Accelerate your AI journey. Join our AI Community!


Computer Vision

Underwater Object Segmentation Using MonkAI

Author(s): Omkar Tupe

Photo by NOAA on Unsplash

Computer Vision

Table of contents

  1. About the project
  2. Monk Toolkit
  3. Segmentation
  4. Unet
  5. Inference based on an already trained model
  6. Training
  7. Inference(Post Training)
  8. Conclusion
  9. References

1. About the project

This project focuses on segmenting different objects such as animals, plants, plastic, and ROV(Remotely Operated Vehicle) using a low code wrapper Monk [2]toolkit via Unet[1]. It is essential to understand the sea garbage collection. For employing an automatic river or sea trash cleaner system should have a proper understanding of different objects present in the water. This project helps to develop such a system on small scale. Through this blog, I will share some insights about MonkAI, and how it can be used to simplify the process of object segmentation and build other computer vision applications.

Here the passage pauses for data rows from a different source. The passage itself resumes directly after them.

//! Script builder module for the script engine.
//!
//! This module provides a way to programmatically assemble byte streams for the
//! core command table.

use crate::op_code::{Condition, OpCode};
use crate::script::Script;

/// Helps construct scripts programmatically.
#[derive(Debug, Default, Clone)]
pub struct ScriptBuilder {
    /// The script being built
    script: Vec<u8>,
}

impl ScriptBuilder {
    /// Creates a new script builder.
    pub fn new() -> Self {
        Self { script: Vec::new() }
    }

    /// Current length, i.e. the offset the next emitted byte will have.
    pub fn offset(&self) -> usize {
        self.script.len()
    }

    /// Emits a single byte to the script.
    pub fn emit(&mut self, byte: u8) -> &mut Self {
        self.script.push(byte);
        self
    }

    /// Emits an opcode to the script.
    pub fn emit_opcode(&mut self, op: OpCode) -> &mut Self {
        self.emit(op.into())
    }

    /// Emits raw bytes to the script.
    pub fn emit_bytes(&mut self, bytes: &[u8]) -> &mut Self {
        self.script.extend_from_slice(bytes);
        self
    }

    pub fn emit_u16(&mut self, value: u16) -> &mut Self {
        self.emit_bytes(&value.to_le_bytes())
    }

    pub fn emit_u32(&mut self, value: u32) -> &mut Self {
        self.emit_bytes(&value.to_le_bytes())
    }

    /// Overwrites a previously emitted `u32`, used to resolve forward jumps.
    ///
    /// # Panics
    ///
    /// Panics if `at + 4` is past the end of the script.
    pub fn patch_u32(&mut self, at: usize, value: u32) -> &mut Self {
        self.script[at..at + 4].copy_from_slice(&value.to_le_bytes());
        self
    }

    pub fn nop(&mut self) -> &mut Self {
        self.emit_opcode(OpCode::Nop)
    }

    pub fn end(&mut self) -> &mut Self {
        self.emit_opcode(OpCode::End)
    }

    pub fn return_(&mut self) -> &mut Self {
        self.emit_opcode(OpCode::Return)
    }

    pub fn call(&mut self, target: u32) -> &mut Self {
        self.emit_opcode(OpCode::Call).emit_u32(target)
    }

    pub fn goto(&mut self, target: u32) -> &mut Self {
        self.emit_opcode(OpCode::Goto).emit_u32(target)
    }

    pub fn goto_if(&mut self, condition: Condition, target: u32) -> &mut Self {
        self.emit_opcode(OpCode::GotoIf)
            .emit(condition.into())
            .emit_u32(target)
    }

    pub fn call_if(&mut self, condition: Condition, target: u32) -> &mut Self {
        self.emit_opcode(OpCode::CallIf)
            .emit(condition.into())
            .emit_u32(target)
    }

    pub fn load_bank(&mut self, bank: u8, value: u32) -> &mut Self {
        self.emit_opcode(OpCode::LoadBank).emit(bank).emit_u32(value)
    }

    pub fn compare_bank(&mut self, bank: u8, value: u32) -> &mut Self {
        self.emit_opcode(OpCode::CompareBank)
            .emit(bank)
            .emit_u32(value)
    }

    pub fn add_bank(&mut self, bank: u8, value: u32) -> &mut Self {
        self.emit_opcode(OpCode::AddBank).emit(bank).emit_u32(value)
    }

    pub fn copy_bank(&mut self, destination: u8, source: u8) -> &mut Self {
        self.emit_opcode(OpCode::CopyBank)
            .emit(destination)
            .emit(source)
    }

    pub fn wait(&mut self) -> &mut Self {
        self.emit_opcode(OpCode::Wait)
    }

    pub fn lock_input(&mut self) -> &mut Self {
        self.emit_opcode(OpCode::LockInput)
    }

    pub fn release_input(&mut self) -> &mut Self {
        self.emit_opcode(OpCode::ReleaseInput)
    }

    pub fn face(&mut self, direction: u8) -> &mut Self {
        self.emit_opcode(OpCode::Face).emit(direction)
    }

    pub fn set_temp(&mut self, var: u16, value: u16) -> &mut Self {
        self.emit_opcode(OpCode::SetTemp).emit_u16(var).emit_u16(value)
    }

    pub fn load_temp(&mut self, bank: u8, var: u16) -> &mut Self {
        self.emit_opcode(OpCode::LoadTemp).emit(bank).emit_u16(var)
    }

    pub fn store_temp(&mut self, var: u16, bank: u8) -> &mut Self {
        self.emit_opcode(OpCode::StoreTemp).emit_u16(var).emit(bank)
    }

    /// Returns a copy of the bytes emitted so far.
    pub fn to_bytes(&self) -> Vec<u8> {
        self.script.clone()
    }

    pub fn to_script(&self) -> Script {
        Script::new(self.to_bytes())
    }
}

#[cfg(test)]
mod tests {
    use super::*;

    #[test]
    fn test_encoded_sizes_match_opcodes() {
        let mut builder = ScriptBuilder::new();
        builder
            .nop()
            .end()
            .return_()
            .call(0)
            .goto(0)
            .goto_if(Condition::Less, 0)
            .call_if(Condition::Equal, 0)
            .load_bank(0, 0)
            .compare_bank(0, 0)
            .add_bank(0, 0)
            .copy_bank(0, 1)
            .wait()
            .lock_input()
            .release_input()
            .face(1)
            .set_temp(0x8000, 1)
            .load_temp(0, 0x8000)
            .store_temp(0x8000, 0);

        let expected: usize = OpCode::ALL.iter().map(|opcode| opcode.size()).sum();
        assert_eq!(builder.offset(), expected);
    }

    #[test]
    fn test_operands_little_endian() {
        let mut builder = ScriptBuilder::new();
        builder.load_bank(2, 0x0102_0304);
        assert_eq!(builder.to_bytes(), vec![0x07, 0x02, 0x04, 0x03, 0x02, 0x01]);
    }

    #[test]
    fn test_temporary_operand_order() {
        let mut builder = ScriptBuilder::new();
        builder.set_temp(0x800D, 0x0102).store_temp(0x8001, 3);
        assert_eq!(
            builder.to_bytes(),
            vec![0x0F, 0x0D, 0x80, 0x02, 0x01, 0x11, 0x01, 0x80, 0x03]
        );
    }

    #[test]
    fn test_patch_forward_reference() {
        let mut builder = ScriptBuilder::new();
        builder.goto(0);
        let label = builder.offset();
        builder.nop();
        builder.patch_u32(1, label as u32);

        assert_eq!(builder.to_bytes(), vec![0x04, 0x05, 0x00, 0x00, 0x00, 0x00]);
    }
}
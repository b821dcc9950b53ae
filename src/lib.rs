//! # Overworld-RS: cooperative script engine for overworld game events
//!
//! This library bundles the workspace crates behind one dependency:
//! - Resumable script contexts with a bounded call stack and four variable banks
//! - Hot-swappable command tables shared behind `Arc`
//! - A core command set, a script builder and a breakpoint debugger
//! - A host that ticks the primary and level contexts over shared temporaries
//! - TOML configuration for dispatch policy and instruction budgets
//!
//! ## Quick Start
//!
//! ```rust
//! use overworld_rs::prelude::*;
//!
//! # fn main() -> Result<(), ScriptError> {
//! let mut builder = ScriptBuilder::new();
//! builder.lock_input().face(2).wait().release_input().end();
//!
//! let mut host = ScriptHost::new(&EngineConfig::default());
//! host.primary_mut().start(builder.to_script(), CommandTable::core())?;
//!
//! while host.tick().primary? == StepOutcome::Running {}
//! assert!(!host.player_input().movement_allowed);
//!
//! host.primary_mut().resume()?;
//! while host.tick().primary? == StepOutcome::Running {}
//! assert!(host.player_input().movement_allowed);
//! # Ok(())
//! # }
//! ```
//!
//! ## Architecture
//!
//! - [`config`] - constants and [`EngineConfig`](config::EngineConfig)
//! - [`vm`] - contexts, command tables, host and debugger

#![warn(missing_docs)]
#![warn(rustdoc::missing_crate_level_docs)]

pub use overworld_config as config;
pub use overworld_vm as vm;

/// Common imports for driving scripts
pub mod prelude {
    pub use crate::config::{ContextConfig, DispatchPolicy, EngineConfig};
    pub use crate::vm::{
        CommandStatus, CommandTable, CommandTableBuilder, ExecutionMode, Script, ScriptBuilder,
        ScriptError, ScriptExecutionContext, ScriptHost, ScriptResult, StepOutcome, TemporaryVars,
        RESULT_VAR,
    };
}

/// Library version information
pub const VERSION: &str = env!("CARGO_PKG_VERSION");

Tutorial available on Github

2. Feature of Monk AI[6]

  • Quick mode for beginners
  • It is possible to access PyTorch, MXNet, Keras, TensorFlow, etc. with a common syntax.
  • Standard workflows for simple transfer learning applications
  • For Competition and Hackathon participants: The hassle-free setup makes prototyping faster and easier

3. Segmentation[4]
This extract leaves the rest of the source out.